France bombed an Islamist rebel hideout in northern Mali’s largest city, where troops rattled by guerrilla attacks intensified a security lock-down as the French-led campaign against the extremists entered its second month.
Witnesses said a French attack helicopter destroyed the central police station in Gao in a pre-dawn assault yesterday, after rebels from the Movement for Oneness and Jihad in West Africa (MUJAO) hid in the building and opened fire on Malian troops Sunday, sparking a long street battle.
Soldiers later evacuated the city’s main market, which is near the Police Station.
“We fear an attack, that is why we are evacuating the Gao market for security reasons,” said a high-ranking officer.
Hundreds of curious locals gathered in the morning outside the Police Station, where body parts and unexploded grenades were lying in the debris, before soldiers closed off the surrounding streets so a French team could demine the area.
One witness to the helicopter attack said an Islamist fighter inside the police station had blown himself up.
“It’s disgusting but wonderful to see.
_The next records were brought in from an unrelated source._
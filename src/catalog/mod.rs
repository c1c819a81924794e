// SPDX-License-Identifier: MPL-2.0
//! Variant catalog: dataset loading, categories, filtering and sorting.

pub mod dataset;
pub mod filter;
pub mod variant;

pub use crate::error::CatalogError;
pub use dataset::Catalog;
pub use filter::{ActiveFilter, CatalogFilter, FilterKind, SortDirection, SortKey, SortSpec};
pub use variant::{
    Balance, BaseColor, Category, ComplexityLevel, Pattern, RefractionType, Variant,
};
These people tortured us, they did nothing but damage here,” said Mahamane Tandina, 24.
During the 10 months the extremists occupied northern Mali, MUJAO had used the police station as the headquarters of its “Islamic police”, tasked with enforcing a strict form of sharia with punishments including public whipping and amputation.
MUJAO has claimed Sunday’s guerrilla attack and a pair of suicide bombings Friday and Saturday, underlining the threat of a deepening insurgency in the former French colony.
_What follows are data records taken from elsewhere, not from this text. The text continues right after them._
impl State {
    #[must_use]
    pub fn new(catalog: Catalog, sort: Option<SortSpec>) -> Self {
        let categories = catalog.categories();
        Self {
            catalog,
            categories,
            scope: None,
            filter: CatalogFilter {
                sort,
                ..CatalogFilter::default()
            },
            selected: None,
        }
    }

    #[must_use]
    pub fn filter(&self) -> &CatalogFilter {
        &self.filter
    }

    #[must_use]
    pub fn selected(&self) -> Option<&str> {
        self.selected.as_deref()
    }

    /// Variants of the current scope, before filtering.
    #[must_use]
    pub fn scoped_variants(&self) -> &[Variant] {
        self.scope
            .as_ref()
            .and_then(|scope| self.categories.iter().find(|c| &c.name == scope))
            .map_or(self.catalog.variants(), |category| category.variants.as_slice())
    }

    /// Variants currently shown as cards.
    #[must_use]
    pub fn visible(&self) -> Vec<&Variant> {
        self.filter.apply(self.scoped_variants())
    }

    pub fn handle_message(&mut self, message: Message) -> Effect {
        let sort_before = self.filter.sort;

        match message {
            Message::ScopeSelected(scope) => {
                self.filter.hide_category = scope.is_some();
                self.scope = scope;
            }
            Message::CategorySelected(choice) => self.filter.category = choice.value,
            Message::BaseColorSelected(choice) => self.filter.base_color = choice.value,
            Message::RefractionSelected(choice) => self.filter.refraction_type = choice.value,
            Message::SortKeySelected(choice) => match choice.value {
                Some(key) => self.filter.set_sort_key(key),
                None => self.filter.clear_sort(),
            },
            Message::SortDirectionSelected(choice) => {
                if let Some(direction) = choice.value {
                    self.filter.set_sort_direction(direction);
                }
            }
            Message::RemoveFilter(kind) => self.filter.remove(kind),
            Message::ClearSort => self.filter.clear_sort(),
            Message::ClearAll => {
                self.filter = CatalogFilter {
                    hide_category: self.filter.hide_category,
                    ..CatalogFilter::default()
                };
            }
            Message::SelectVariant(name) => {
                let subject = self
                    .catalog
                    .find(&name)
                    .and_then(|variant| variant.subject.clone());
                tracing::debug!(variant = %name, ?subject, "variant selected");
                self.selected = Some(name);
                return subject.map_or(Effect::None, Effect::ShowSubject);
            }
        }

        if self.filter.sort == sort_before {
            Effect::None
        } else {
            Effect::SortChanged(self.filter.sort)
        }
    }

    pub fn view<'a>(&'a self, i18n: &'a I18n) -> Element<'a, Message> {
        let sidebar = Container::new(scrollable(self.view_filters(i18n)))
            .width(Length::Fixed(sizing::SIDEBAR_WIDTH))
            .height(Length::Fill)
            .padding(spacing::MD)
            .style(styles::container::panel);

        let main = Column::new()
            .spacing(spacing::SM)
            .push(self.view_scopes(i18n))
            .push(self.view_summary(i18n))
            .push(self.view_grid(i18n));

        Row::new()
            .spacing(spacing::MD)
            .push(sidebar)
            .push(main.width(Length::Fill))
            .height(Length::Fill)
            .into()
    }

    fn view_scopes<'a>(&'a self, i18n: &'a I18n) -> Element<'a, Message> {
        let all = button(text(i18n.tr("catalog-scope-all")).size(typography::BODY))
            .on_press(Message::ScopeSelected(None))
            .padding([spacing::XXS, spacing::SM])
            .style(styles::button::toggle(self.scope.is_none()));

        self.categories
            .iter()
            .fold(Row::new().spacing(spacing::XS).push(all), |row, category| {
                let selected = self.scope.as_deref() == Some(category.name.as_str());
                row.push(
                    button(text(category.display_name.as_str()).size(typography::BODY))
                        .on_press(Message::ScopeSelected(Some(category.name.clone())))
                        .padding([spacing::XXS, spacing::SM])
                        .style(styles::button::toggle(selected)),
                )
            })
            .into()
    }

    fn view_filters<'a>(&'a self, i18n: &'a I18n) -> Element<'a, Message> {
        let variants = self.scoped_variants();
        let mut column = Column::new()
            .spacing(spacing::SM)
            .push(text(i18n.tr("catalog-filters-title")).size(typography::TITLE_SM));

        if !self.filter.hide_category {
            let mut options = vec![Choice::new(None, i18n.tr("catalog-any-category"))];
            options.extend(
                filter::categories(variants)
                    .into_iter()
                    .map(|name| Choice::new(Some(name.clone()), self.catalog.display_name(&name))),
            );
            let selected = selected_choice(&options, self.filter.category.as_ref());
            column = column.push(labeled(
                i18n.tr("catalog-filter-category"),
                pick_list(options, selected, Message::CategorySelected).width(Length::Fill),
            ));
        }

        let mut colors = vec![Choice::new(None, i18n.tr("catalog-any-color"))];
        colors.extend(
            filter::base_colors(variants)
                .into_iter()
                .map(|color| Choice::new(Some(color.name.clone()), color.name)),
        );
        let selected = selected_choice(&colors, self.filter.base_color.as_ref());
        column = column.push(labeled(
            i18n.tr("catalog-filter-base-color"),
            pick_list(colors, selected, Message::BaseColorSelected).width(Length::Fill),
        ));

        let mut refraction = vec![Choice::new(None, i18n.tr("catalog-any-refraction"))];
        refraction.extend(
            RefractionType::ALL
                .into_iter()
                .map(|kind| Choice::new(Some(kind), i18n.tr(kind.i18n_key()))),
        );
        let selected = selected_choice(&refraction, self.filter.refraction_type.as_ref());
        column = column.push(labeled(
            i18n.tr("catalog-filter-refraction"),
            pick_list(refraction, selected, Message::RefractionSelected).width(Length::Fill),
        ));

        let mut keys = vec![Choice::new(None, i18n.tr("catalog-sort-none"))];
        keys.extend(
            SortKey::ALL
                .into_iter()
                .map(|key| Choice::new(Some(key), i18n.tr(key.i18n_key()))),
        );
        let sort_key = self.filter.sort.map(|sort| sort.key);
        let selected = selected_choice(&keys, sort_key.as_ref());
        column = column.push(labeled(
            i18n.tr("catalog-sort-by"),
            pick_list(keys, selected, Message::SortKeySelected).width(Length::Fill),
        ));

        if let Some(sort) = self.filter.sort {
            let directions: Vec<Choice<SortDirection>> =
                [SortDirection::Descending, SortDirection::Ascending]
                    .into_iter()
                    .map(|direction| Choice::new(Some(direction), i18n.tr(direction.i18n_key())))
                    .collect();
            let selected = selected_choice(&directions, Some(&sort.direction));
            column = column
                .push(
                    pick_list(directions, selected, Message::SortDirectionSelected)
                        .width(Length::Fill),
                )
                .push(
                    button(text(i18n.tr("catalog-clear-sort")).size(typography::BODY_SM))
                        .on_press(Message::ClearSort)
                        .style(styles::button::secondary),
                );
        }

        column.into()
    }

    fn view_summary<'a>(&'a self, i18n: &'a I18n) -> Element<'a, Message> {
        let variants = self.scoped_variants();
        let mut args = FluentArgs::new();
        args.set("visible", self.visible().len());
        args.set("total", variants.len());

        let mut row = Row::new()
            .spacing(spacing::XS)
            .align_y(alignment::Vertical::Center)
            .push(text(i18n.tr_with_args("catalog-count", &args)).size(typography::BODY));

        for chip in self.filter.active_filters(variants) {
            let label = match (chip.kind, self.filter.refraction_type) {
                (FilterKind::RefractionType, Some(kind)) => i18n.tr(kind.i18n_key()),
                (FilterKind::Category, _) => self.catalog.display_name(&chip.value),
                _ => chip.label.clone(),
            };
            row = row.push(filter_chip(chip, label));
        }

        if self.filter.is_active() {
            let mut active = FluentArgs::new();
            active.set("count", self.filter.active_count(variants));
            row = row.push(
                button(
                    text(i18n.tr_with_args("catalog-clear-all", &active)).size(typography::BODY_SM),
                )
                .on_press(Message::ClearAll)
                .padding([spacing::XXS, spacing::SM])
                .style(styles::button::secondary),
            );
        }

        row.wrap().into()
    }

    fn view_grid<'a>(&'a self, i18n: &'a I18n) -> Element<'a, Message> {
        let visible = self.visible();
        if visible.is_empty() {
            return Container::new(text(i18n.tr("catalog-no-match")).size(typography::BODY))
                .width(Length::Fill)
                .height(Length::Fill)
                .align_x(alignment::Horizontal::Center)
                .align_y(alignment::Vertical::Center)
                .into();
        }

        responsive(move |size| {
            let columns = grid_columns(size.width);
            let rows = visible.chunks(columns).map(|chunk| {
                chunk
                    .iter()
                    .fold(Row::new().spacing(spacing::MD), |row, &variant| {
                        row.push(self.view_card(variant, i18n))
                    })
                    .into()
            });
            scrollable(Column::with_children(rows).spacing(spacing::MD))
                .height(Length::Fill)
                .into()
        })
        .into()
    }

    fn view_card<'a>(&'a self, variant: &'a Variant, i18n: &'a I18n) -> Element<'a, Message> {
        let mut title = Row::new()
            .spacing(spacing::XS)
            .align_y(alignment::Vertical::Center)
            .push(
                Container::new(text(variant.name.as_str()).size(typography::TITLE_SM))
                    .width(Length::Fill),
            );
        if variant.is_specialty() {
            title = title.push(
                Container::new(text(i18n.tr("catalog-specialty")).size(typography::CAPTION))
                    .padding([0.0, spacing::XS])
                    .style(styles::container::badge(palette::ACCENT_500)),
            );
        }

        let color = Row::new()
            .spacing(spacing::XS)
            .align_y(alignment::Vertical::Center)
            .push(
                Container::new(text(""))
                    .width(Length::Fixed(sizing::CARD_SWATCH))
                    .height(Length::Fixed(sizing::CARD_SWATCH))
                    .style(styles::container::swatch(hex_color(&variant.base_color.hex))),
            )
            .push(text(variant.base_color.name.as_str()).size(typography::BODY_SM))
            .push(
                text(format!("· {}", i18n.tr(variant.refraction_type.i18n_key())))
                    .size(typography::BODY_SM),
            );

        let gauges = Row::new()
            .spacing(spacing::MD)
            .push(gauge_with_caption(
                metric_gauge(
                    variant.refraction_rate,
                    PERCENT_MAX,
                    format!("{:.0}", variant.refraction_rate),
                    palette::PRIMARY_500,
                ),
                i18n.tr(SortKey::RefractionRate.i18n_key()),
            ))
            .push(gauge_with_caption(
                metric_gauge(
                    variant.art_clarity,
                    PERCENT_MAX,
                    format!("{:.0}%", variant.art_clarity),
                    palette::SUCCESS_500,
                ),
                i18n.tr(SortKey::ArtClarity.i18n_key()),
            ));

        let complexity = metric_row(
            i18n.tr(SortKey::Complexity.i18n_key()),
            i18n.tr(variant.complexity_level().i18n_key()),
            comparison_bar(variant.complexity, COMPLEXITY_MAX, palette::WARNING_500),
        );
        let balance = metric_row(
            i18n.tr("metric-clean-vs-busy"),
            i18n.tr(variant.balance().i18n_key()),
            comparison_bar(variant.clean_vs_busy, PERCENT_MAX, palette::INFO_500),
        );

        let mut content = Column::new()
            .spacing(spacing::XS)
            .push(title)
            .push(
                text(self.catalog.display_name(&variant.category))
                    .size(typography::CAPTION)
                    .color(palette::GRAY_400),
            )
            .push(color)
            .push(text(variant.pattern.name.as_str()).size(typography::BODY_SM));
        if !variant.pattern.description.is_empty() {
            content = content.push(
                text(variant.pattern.description.as_str())
                    .size(typography::CAPTION)
                    .color(palette::GRAY_400),
            );
        }
        content = content.push(gauges).push(complexity).push(balance);

        let selected = self.selected.as_deref() == Some(variant.name.as_str());
        button(content)
            .on_press(Message::SelectVariant(variant.name.clone()))
            .width(Length::Fixed(sizing::CARD_WIDTH))
            .padding(spacing::SM)
            .style(styles::button::card(selected))
            .into()
    }
}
France launched its operation on January 11, responding to a cry for help from Mali’s interim government by sending fighter jets, attack helicopters and ground troops to battle Islamist rebels who had seized the north and were advancing into southern territory.
The campaign racked up a string of early successes as French and African troops drove the extremists from Gao, Timbuktu and the rest of the towns under their control.
But the turn to suicide attacks, landmine explosions and guerrilla fighting show the deep security problems still facing Mali — and by extension France, which is eager to wind down the operation and hand over to a United Nations peacekeeping mission.
Paris announced last week it would begin bringing its troops home in March.